Problem to work on: Print, exactly as they stand, the lines from the start of the listing to the line containing "impl Task for", inclusive.

Supplied material:
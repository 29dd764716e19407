use async_trait::async_trait;
use claim_flow::{
    NextAction, Result, Task, TaskContext, TaskResult, UserEvent,
    model::{DocumentCategory, PolicyChoice, PolicyReference},
    routing::{PolicyRoute, route_after_policy},
    transcript::UploadPurpose,
};
use tracing::{info, warn};

use super::{DocumentUploadTask, PolicyUploadTask, prompts, result_task_for, task_id};

/// Waits for a policy pick: a catalog plan or "upload my own".
pub struct PolicySelectionTask;

#[async_trait]
impl Task for PolicySelectionTask {
    fn id(&self) -> &str {
        std::any::type_name::<Self>()
    }

    async fn run(&self, ctx: &mut TaskContext<'_>) -> Result<TaskResult> {
        let choice = match ctx.take_event() {
            Some(UserEvent::PolicySelected { policy }) => policy,
            Some(other) => return Err(ctx.unexpected(self.id(), &other)),
            None => return Ok(TaskResult::new(NextAction::WaitForInput)),
        };
        ctx.conversation.require_workflow()?;

        let plan_id = match choice {
            PolicyChoice::UploadCustom => {
                ctx.transcript.user(prompts::UPLOAD_CUSTOM_LABEL);
                ctx.transcript
                    .say("Please upload your full insurance policy document (PDF).");
                prompts::request_files(
                    ctx.transcript,
                    UploadPurpose::PolicyDocument,
                    DocumentCategory::PreClaim,
                    "Upload Policy PDF",
                );
                return Ok(TaskResult::new_with_status(
                    NextAction::GoTo(task_id::<PolicyUploadTask>()),
                    "Waiting for the policy document",
                ));
            }
            PolicyChoice::Plan(plan_id) => plan_id,
        };

        let Some(plan) = ctx.catalog().find(&plan_id).cloned() else {
            warn!(session_id = %ctx.session_id(), plan_id = %plan_id, "Unknown plan selected");
            ctx.transcript
                .say("I don't recognise that plan. Please pick one of the listed policies.");
            return Ok(TaskResult::new(NextAction::WaitForInput));
        };

        ctx.transcript.user(plan.label.clone());
        let policy = PolicyReference::catalog(plan.id);
        ctx.conversation.select_policy(policy.clone());

        info!(
            session_id = %ctx.session_id(),
            task_id = %self.id(),
            policy = %policy,
            "Policy selected"
        );

        // Remembered for later episodes; the conversation does not depend on it.
        ctx.transcript.typing();
        if let Err(e) = ctx.gateways.store.save_policy(&policy).await {
            warn!(session_id = %ctx.session_id(), error = %e, "Could not save policy preference");
        }

        Ok(continue_with_policy(ctx))
    }
}

/// Shared by both ways of choosing a policy.
pub(crate) fn continue_with_policy(ctx: &mut TaskContext<'_>) -> TaskResult {
    let Some(workflow) = ctx.conversation.workflow() else {
        return TaskResult::new(NextAction::WaitForInput);
    };

    match route_after_policy(workflow) {
        PolicyRoute::RequestDenialLetter => {
            prompts::request_denial_letter(
                ctx,
                "Great. Now please upload your **Denial Letter** so I can analyze it.",
                prompts::DENIAL_LETTER_PLACEHOLDER,
            );
            TaskResult::new_with_status(
                NextAction::GoTo(task_id::<DocumentUploadTask>()),
                "Waiting for the denial letter",
            )
        }
        PolicyRoute::Analyze => {
            TaskResult::new(NextAction::GoToAndExecute(result_task_for(workflow)))
        }
    }
}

Answer below:
repository 29dd764716e19407
use async_trait::async_trait;
use claim_flow::{
    NextAction, Result, Task, TaskContext, TaskResult, UserEvent,
    model::{DocumentCategory, PolicyChoice, PolicyReference},
    routing::{PolicyRoute, route_after_policy},
    transcript::UploadPurpose,
};
use tracing::{info, warn};

use super::{DocumentUploadTask, PolicyUploadTask, prompts, result_task_for, task_id};

/// Waits for a policy pick: a catalog plan or "upload my own".
pub struct PolicySelectionTask;

#[async_trait]
impl Task for PolicySelectionTask {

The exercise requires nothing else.